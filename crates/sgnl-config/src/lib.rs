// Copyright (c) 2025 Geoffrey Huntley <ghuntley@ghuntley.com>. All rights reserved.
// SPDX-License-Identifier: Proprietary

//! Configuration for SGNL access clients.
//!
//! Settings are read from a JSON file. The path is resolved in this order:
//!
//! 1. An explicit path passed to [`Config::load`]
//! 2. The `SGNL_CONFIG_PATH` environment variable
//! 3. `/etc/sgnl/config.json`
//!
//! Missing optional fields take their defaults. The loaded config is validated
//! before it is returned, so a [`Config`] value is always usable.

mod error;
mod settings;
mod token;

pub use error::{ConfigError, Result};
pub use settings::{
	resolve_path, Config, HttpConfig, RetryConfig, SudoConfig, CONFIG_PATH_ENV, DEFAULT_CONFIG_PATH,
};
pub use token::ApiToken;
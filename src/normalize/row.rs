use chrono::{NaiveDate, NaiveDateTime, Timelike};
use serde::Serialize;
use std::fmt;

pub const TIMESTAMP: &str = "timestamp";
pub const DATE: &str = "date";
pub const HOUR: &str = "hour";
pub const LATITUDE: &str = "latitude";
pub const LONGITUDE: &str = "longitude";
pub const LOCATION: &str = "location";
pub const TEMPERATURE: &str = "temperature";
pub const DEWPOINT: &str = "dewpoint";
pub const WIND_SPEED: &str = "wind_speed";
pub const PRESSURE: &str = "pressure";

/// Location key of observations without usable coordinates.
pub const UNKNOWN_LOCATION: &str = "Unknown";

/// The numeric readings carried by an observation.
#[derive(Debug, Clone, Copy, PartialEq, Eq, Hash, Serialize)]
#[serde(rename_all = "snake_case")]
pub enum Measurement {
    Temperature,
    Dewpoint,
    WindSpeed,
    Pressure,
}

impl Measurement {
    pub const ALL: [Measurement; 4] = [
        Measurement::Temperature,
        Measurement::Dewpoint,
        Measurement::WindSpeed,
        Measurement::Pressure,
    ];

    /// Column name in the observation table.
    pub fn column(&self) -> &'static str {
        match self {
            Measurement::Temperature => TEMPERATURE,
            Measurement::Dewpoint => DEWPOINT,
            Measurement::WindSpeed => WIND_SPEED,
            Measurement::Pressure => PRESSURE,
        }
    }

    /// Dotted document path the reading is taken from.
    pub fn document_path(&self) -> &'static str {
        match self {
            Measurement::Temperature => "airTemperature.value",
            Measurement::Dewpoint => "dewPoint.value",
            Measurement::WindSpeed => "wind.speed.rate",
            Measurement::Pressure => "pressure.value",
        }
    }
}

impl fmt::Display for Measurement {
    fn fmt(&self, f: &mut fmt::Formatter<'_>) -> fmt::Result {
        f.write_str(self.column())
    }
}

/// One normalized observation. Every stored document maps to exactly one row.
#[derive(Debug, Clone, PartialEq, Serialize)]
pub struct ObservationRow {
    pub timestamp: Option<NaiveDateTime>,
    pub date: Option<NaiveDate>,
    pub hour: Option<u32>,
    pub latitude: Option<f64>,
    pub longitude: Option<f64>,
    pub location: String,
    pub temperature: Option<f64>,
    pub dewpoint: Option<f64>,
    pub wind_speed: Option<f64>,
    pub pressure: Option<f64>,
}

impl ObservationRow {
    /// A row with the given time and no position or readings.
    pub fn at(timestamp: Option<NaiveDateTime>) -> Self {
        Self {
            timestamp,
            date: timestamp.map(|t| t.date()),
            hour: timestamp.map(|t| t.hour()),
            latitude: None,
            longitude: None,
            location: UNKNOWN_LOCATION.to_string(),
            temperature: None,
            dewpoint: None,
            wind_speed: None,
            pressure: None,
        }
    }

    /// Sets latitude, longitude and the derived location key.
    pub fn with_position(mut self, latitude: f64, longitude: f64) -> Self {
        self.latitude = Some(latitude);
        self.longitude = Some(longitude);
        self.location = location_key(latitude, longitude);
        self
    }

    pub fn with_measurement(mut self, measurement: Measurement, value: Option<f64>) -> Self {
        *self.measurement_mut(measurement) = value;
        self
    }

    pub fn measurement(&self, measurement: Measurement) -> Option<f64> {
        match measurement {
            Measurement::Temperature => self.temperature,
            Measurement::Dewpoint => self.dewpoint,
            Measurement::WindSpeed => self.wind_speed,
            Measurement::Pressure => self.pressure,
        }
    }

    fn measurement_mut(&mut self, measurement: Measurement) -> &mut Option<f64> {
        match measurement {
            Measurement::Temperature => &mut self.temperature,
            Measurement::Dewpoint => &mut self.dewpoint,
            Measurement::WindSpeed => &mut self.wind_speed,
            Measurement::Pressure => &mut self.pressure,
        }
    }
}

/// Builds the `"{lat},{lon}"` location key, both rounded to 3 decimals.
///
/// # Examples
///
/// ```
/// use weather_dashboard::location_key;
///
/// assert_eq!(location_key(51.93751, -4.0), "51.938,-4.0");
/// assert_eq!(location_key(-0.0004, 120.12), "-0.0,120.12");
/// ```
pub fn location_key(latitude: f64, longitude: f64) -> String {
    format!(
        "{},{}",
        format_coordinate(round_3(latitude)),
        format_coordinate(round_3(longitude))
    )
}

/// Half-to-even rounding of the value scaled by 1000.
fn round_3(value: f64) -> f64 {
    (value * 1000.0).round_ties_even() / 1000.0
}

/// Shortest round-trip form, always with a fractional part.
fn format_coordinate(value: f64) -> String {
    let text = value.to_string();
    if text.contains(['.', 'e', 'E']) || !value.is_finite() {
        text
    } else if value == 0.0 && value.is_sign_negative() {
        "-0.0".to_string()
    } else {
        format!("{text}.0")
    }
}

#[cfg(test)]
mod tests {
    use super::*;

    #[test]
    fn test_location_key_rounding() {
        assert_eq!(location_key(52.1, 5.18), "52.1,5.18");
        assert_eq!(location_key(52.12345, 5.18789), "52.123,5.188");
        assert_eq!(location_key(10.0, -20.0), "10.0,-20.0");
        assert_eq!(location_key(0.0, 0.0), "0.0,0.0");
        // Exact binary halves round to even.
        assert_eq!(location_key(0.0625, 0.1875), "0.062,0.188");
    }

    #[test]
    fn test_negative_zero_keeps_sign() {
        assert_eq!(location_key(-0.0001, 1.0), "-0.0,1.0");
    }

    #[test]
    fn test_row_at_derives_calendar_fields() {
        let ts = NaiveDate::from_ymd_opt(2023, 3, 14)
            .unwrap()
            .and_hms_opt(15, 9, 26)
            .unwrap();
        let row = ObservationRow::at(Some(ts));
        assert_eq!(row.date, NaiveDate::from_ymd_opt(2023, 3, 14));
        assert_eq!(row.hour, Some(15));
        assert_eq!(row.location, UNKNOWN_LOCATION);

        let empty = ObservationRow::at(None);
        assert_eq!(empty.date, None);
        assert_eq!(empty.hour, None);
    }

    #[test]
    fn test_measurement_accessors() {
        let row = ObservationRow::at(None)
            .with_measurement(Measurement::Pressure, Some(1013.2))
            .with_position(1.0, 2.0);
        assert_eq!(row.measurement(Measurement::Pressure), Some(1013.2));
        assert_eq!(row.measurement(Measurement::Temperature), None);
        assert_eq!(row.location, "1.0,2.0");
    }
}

........

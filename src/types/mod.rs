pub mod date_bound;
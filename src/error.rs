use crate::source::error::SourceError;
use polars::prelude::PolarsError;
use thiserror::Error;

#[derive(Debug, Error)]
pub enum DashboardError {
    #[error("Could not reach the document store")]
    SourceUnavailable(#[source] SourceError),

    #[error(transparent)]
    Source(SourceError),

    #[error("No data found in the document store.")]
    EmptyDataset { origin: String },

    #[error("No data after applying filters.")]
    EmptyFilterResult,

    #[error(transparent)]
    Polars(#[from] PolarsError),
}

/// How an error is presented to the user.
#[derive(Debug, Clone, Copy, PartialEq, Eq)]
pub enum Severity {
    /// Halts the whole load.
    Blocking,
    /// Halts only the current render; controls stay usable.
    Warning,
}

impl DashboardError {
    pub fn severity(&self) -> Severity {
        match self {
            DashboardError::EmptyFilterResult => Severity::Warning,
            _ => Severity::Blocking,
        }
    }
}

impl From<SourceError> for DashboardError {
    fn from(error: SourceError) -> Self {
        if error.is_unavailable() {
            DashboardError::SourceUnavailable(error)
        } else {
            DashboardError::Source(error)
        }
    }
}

........

• [ASSIGNMENT] Taking the records above, retype every line from the one with "#[derive(Debug, Error)]" down to the one with "to the user.", exactly and with nothing else.

• [RESULT]
#[derive(Debug, Error)]
pub enum DashboardError {
    #[error("Could not reach the document store")]
    SourceUnavailable(#[source] SourceError),

    #[error(transparent)]
    Source(SourceError),

    #[error("No data found in the document store.")]
    EmptyDataset { origin: String },

    #[error("No data after applying filters.")]
    EmptyFilterResult,

    #[error(transparent)]
    Polars(#[from] PolarsError),
}

/// How an error is presented to the user.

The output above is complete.